• _EXERCISE PROMPT_
Show every line in the entries below where the word "crate" appears.

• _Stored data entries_
———

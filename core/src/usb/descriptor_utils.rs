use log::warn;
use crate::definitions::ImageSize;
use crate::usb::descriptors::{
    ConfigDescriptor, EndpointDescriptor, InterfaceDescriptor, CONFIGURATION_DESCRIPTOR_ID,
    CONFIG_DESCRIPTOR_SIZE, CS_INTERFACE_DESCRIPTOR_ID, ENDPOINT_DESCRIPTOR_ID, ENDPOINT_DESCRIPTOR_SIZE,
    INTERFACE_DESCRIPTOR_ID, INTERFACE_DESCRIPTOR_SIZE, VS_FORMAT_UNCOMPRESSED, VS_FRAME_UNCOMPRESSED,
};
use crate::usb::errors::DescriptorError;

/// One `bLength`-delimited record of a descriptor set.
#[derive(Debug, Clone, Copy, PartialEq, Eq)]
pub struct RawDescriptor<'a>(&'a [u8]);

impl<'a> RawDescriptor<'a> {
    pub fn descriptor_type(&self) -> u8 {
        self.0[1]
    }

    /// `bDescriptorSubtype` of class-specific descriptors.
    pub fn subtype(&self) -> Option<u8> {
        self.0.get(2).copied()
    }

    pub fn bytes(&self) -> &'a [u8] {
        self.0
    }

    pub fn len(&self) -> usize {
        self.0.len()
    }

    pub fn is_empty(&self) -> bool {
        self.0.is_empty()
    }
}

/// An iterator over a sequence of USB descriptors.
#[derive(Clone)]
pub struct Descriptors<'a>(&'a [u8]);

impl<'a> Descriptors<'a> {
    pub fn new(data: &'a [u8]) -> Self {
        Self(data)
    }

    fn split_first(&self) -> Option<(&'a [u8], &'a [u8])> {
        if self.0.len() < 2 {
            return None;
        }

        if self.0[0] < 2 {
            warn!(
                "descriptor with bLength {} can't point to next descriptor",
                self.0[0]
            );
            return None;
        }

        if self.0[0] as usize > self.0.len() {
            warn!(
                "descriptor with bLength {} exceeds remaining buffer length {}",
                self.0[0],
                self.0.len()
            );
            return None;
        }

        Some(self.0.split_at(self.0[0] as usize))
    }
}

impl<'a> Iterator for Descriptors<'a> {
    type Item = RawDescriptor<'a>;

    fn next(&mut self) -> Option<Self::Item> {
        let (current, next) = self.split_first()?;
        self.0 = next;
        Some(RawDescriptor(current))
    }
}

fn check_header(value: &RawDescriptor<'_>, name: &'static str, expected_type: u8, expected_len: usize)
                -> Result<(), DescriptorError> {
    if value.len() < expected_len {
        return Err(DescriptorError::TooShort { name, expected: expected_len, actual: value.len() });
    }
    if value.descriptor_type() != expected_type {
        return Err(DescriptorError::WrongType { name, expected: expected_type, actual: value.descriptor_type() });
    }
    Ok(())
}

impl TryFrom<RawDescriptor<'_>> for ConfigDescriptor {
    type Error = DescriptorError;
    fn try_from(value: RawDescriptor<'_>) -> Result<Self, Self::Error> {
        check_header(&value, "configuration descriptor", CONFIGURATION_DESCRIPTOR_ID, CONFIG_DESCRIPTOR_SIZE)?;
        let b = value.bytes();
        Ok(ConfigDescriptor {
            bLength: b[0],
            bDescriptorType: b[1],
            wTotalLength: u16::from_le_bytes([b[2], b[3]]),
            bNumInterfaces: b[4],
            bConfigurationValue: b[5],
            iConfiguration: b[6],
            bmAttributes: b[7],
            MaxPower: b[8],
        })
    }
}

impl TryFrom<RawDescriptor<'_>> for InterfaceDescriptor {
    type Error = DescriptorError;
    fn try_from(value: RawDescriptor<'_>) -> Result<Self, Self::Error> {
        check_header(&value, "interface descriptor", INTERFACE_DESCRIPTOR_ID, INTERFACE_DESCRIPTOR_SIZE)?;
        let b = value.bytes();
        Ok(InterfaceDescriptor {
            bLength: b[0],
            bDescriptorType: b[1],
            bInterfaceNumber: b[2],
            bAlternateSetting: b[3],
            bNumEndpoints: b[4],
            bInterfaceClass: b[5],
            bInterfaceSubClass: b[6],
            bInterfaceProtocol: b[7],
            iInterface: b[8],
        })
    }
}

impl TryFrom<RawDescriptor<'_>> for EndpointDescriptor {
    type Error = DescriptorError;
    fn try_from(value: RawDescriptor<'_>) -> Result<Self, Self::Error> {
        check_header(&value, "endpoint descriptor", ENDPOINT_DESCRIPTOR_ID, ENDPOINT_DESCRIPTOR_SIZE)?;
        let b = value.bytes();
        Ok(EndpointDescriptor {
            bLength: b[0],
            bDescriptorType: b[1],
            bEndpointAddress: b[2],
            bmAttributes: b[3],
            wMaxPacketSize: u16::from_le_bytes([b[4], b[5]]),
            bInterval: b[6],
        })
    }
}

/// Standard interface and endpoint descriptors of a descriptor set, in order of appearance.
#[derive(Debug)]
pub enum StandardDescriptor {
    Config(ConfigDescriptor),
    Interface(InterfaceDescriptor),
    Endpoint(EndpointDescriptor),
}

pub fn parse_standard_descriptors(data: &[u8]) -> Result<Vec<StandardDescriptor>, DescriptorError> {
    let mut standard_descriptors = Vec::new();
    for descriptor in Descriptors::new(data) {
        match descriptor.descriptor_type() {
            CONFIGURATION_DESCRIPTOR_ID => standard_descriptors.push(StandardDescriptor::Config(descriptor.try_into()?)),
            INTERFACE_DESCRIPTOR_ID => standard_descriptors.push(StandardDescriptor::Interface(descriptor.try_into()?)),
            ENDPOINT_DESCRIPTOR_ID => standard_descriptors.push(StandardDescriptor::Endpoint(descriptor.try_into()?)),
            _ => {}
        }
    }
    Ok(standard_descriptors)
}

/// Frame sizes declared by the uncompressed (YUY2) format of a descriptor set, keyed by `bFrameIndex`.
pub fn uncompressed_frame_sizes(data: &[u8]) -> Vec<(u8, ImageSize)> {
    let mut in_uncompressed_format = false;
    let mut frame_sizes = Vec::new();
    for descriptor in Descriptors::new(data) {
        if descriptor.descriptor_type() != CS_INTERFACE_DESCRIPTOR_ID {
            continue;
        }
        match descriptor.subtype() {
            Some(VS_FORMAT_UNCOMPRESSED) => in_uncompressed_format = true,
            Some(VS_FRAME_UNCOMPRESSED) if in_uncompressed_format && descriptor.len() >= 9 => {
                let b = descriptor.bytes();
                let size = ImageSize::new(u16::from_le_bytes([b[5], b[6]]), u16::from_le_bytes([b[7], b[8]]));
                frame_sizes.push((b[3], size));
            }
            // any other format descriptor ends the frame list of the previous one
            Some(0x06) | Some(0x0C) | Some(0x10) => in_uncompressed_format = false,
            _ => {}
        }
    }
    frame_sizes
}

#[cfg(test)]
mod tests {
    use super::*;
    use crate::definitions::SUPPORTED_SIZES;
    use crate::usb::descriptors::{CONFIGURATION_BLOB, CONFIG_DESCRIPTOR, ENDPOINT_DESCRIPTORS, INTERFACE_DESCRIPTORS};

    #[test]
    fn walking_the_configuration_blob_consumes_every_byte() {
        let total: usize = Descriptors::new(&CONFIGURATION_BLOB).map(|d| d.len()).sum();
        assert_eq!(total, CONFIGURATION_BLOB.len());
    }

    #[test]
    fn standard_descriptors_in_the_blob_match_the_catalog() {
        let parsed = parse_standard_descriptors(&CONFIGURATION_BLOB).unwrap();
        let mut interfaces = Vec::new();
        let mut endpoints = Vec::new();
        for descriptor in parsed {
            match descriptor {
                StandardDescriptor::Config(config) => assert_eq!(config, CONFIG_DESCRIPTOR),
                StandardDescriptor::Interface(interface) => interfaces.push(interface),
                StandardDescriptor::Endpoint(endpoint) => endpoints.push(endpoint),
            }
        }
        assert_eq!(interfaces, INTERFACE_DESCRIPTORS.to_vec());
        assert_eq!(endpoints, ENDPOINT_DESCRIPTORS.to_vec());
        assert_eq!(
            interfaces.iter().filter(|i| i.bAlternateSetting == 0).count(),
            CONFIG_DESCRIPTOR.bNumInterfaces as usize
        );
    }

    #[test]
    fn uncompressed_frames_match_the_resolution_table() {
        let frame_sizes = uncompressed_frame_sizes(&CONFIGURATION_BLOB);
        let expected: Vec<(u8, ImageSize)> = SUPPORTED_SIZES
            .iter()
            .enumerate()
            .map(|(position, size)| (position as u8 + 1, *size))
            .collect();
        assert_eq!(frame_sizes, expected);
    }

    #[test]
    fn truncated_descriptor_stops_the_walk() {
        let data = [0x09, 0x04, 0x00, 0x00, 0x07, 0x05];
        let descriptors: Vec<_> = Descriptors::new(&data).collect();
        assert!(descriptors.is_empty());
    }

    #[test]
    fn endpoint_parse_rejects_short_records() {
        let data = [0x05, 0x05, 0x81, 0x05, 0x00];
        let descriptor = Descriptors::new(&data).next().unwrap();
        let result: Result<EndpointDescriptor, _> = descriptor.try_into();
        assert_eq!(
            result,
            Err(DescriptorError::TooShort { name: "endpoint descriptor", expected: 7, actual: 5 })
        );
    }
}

———

• _FINAL ANSWER_
use crate::definitions::ImageSize;
use crate::usb::descriptors::{
use crate::usb::errors::DescriptorError;
    use crate::definitions::SUPPORTED_SIZES;
    use crate::usb::descriptors::{CONFIGURATION_BLOB, CONFIG_DESCRIPTOR, ENDPOINT_DESCRIPTORS, INTERFACE_DESCRIPTORS};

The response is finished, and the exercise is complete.